Dennis recently commented on the pitch from Oracle co-CEO Mark Hurd that customers and the workforce are two sides of the same coin. Dennis said:
That may sound like madness for those analysts who tend to bucket themselves as CRM or HCM experts but it is something I am convinced embodies the future of work and the future of customer experience.
Well, it would appear that it’s an idea that’s occurred to Salesforce as well.
The self-styled Customer Success Platform cloud provider is now also positioning itself as the Employee Success Platform provider, courtesy of a Salesforce for HR offering.
This isn’t the first push into the HR space for Salesforce, of course, but Work.com - built on the Rypple acquisition from a few years back - was essentially an HR performance management tool. This new bundle is built around employee engagement.
There will more information about Salesforce for HR from CEO Marc Benioff today as the Salesforce World Tour kicks off in Chicago in a few hours time.
But yesterday I got a preview of what’s in store from Jim Sinai, Senior Director, AppExchange & Platform Marketing, who began by talking about the emergence of an apps-based “instant gratification” culture that has by-passed HR:
People expect on-demand services, but then they walk into an office and it’s like stepping back in time. Someone, somewhere is probably using a fax machine to file their HR benefits. Employees want to have the same experience as they do in their personal lives.
The simple fact is that HR technology and apps for employees are systems of record built for transactions, not as systems of engagement. What if we could help customers engage and retain employees as we do with customers?
In other words:
We’re taking CRM and pointing it inwards.
The positioning
So, that’s the mile-high elevator pitch. What’s actually being delivered? According to the Salesforce collateral, the line up is:
- Employee Journeys - to provide employees with a personalized journey from on-boarding on day one to ongoing development plans.

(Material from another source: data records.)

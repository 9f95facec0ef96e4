use crate::error::structured_file::StructuredFileError;
use crate::error::structured_file::StructuredFileError::{
    DeserializeJsonFileFailed, ReadJsonFileFailed,
};
use std::path::Path;

pub fn load_json_file<T: for<'a> serde::de::Deserialize<'a>>(
    path: &Path,
) -> Result<T, StructuredFileError> {
    let content = crate::fs::read(path).map_err(ReadJsonFileFailed)?;

    serde_json::from_slice(content.as_ref())
        .map_err(|err| DeserializeJsonFileFailed(Box::new(path.to_path_buf()), err))
}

- Employee Communities - connect colleagues and cultivate a culture of collaboration.
- HR Help Desk - to deliver personalized self-service experience via HR Help Desk built on Service Cloud.
- Salesforce HR Analytics - built on Wave.
- Engagement Apps - built using Salesforce1 and with an ecosystem of partners, including Appirio, Deloitte, Jobscience and Lumesse.
What this isn’t, is a directly competitive move against the likes of Workday or Oracle Fusion HCM.
In fact, to a large degree, the Salesforce play assumes the existence of an HCM system already in place at prospects with which the Salesforce for HR components will integrate, although that’s not essential, says Sinai:
Most enterprise companies will have some form of HCM. But delivering an HR Helpdesk is not predicated on having an HCM system. We are unifying all the different points of silos and systems of records into one platform.
Early users of Salesforce for HR are named as KeyBank, The Warranty Group and St. Josephs Health, with the latter’s VP of IT David Baker contributing:
St. Joseph Health is using Salesforce to increase engagement and improve productivity for employees at 14 facilities across two states. Employees want the conveniences of consumer-inspired mobile and social technologies available to help them do their jobs better. With Salesforce, we can give that to them. It is helping us revolutionize the way we interact and solve problems as a team.
Sinai expanded on that:
There’s a big move towards empowering nurses as primary healthcare givers, almost like a doctor would be in the old days, so retaining nurses is really important. Hospitals need to find a way for sharing best practices [in HCM]. St Joseph started by replacing Sharepoint and adding in apps that really power HR.
In the list of partners that Salesforce is flagging up who will help deliver this to market are the likes of Appirio and Deloitte, who provide the necessary supportive statements of intent for the new initiative.
I wondered whether Workday - which is Salesforce’s own HCM system of choice and is positioned as a close ally - would be joining the list of partners? Sinai was careful in his response, saying not much more than:
We are both big supporters of each other.
So I’m taking that as a no - or at the most generous interpretation, a ‘not at the moment’.
No doubt we’ll get reaction from other HCM competitors in the coming hours and days.
My take
While the title Salesforce for HR might at first make the unwary suspect that this is a dive into Workday/Oracle/SAP SuccessFactors territory, in reality it’s a pragmatic re-pitching of external-facing CRM offerings to an internal-facing HR audience.
The Customer Success Platform becomes the Employee Success Platform - on the face of it a sound enough elevator pitch.
It will be interesting to see how Benioff sells it today, as the messaging on show in Chicago will be repeated many times over the coming months as the World Tour continues. We’ll return to this topic once we’ve heard what’s being said in the Windy City.
Disclosure - at time of writing, Oracle, Salesforce, SAP and Workday are premier partners of diginomica.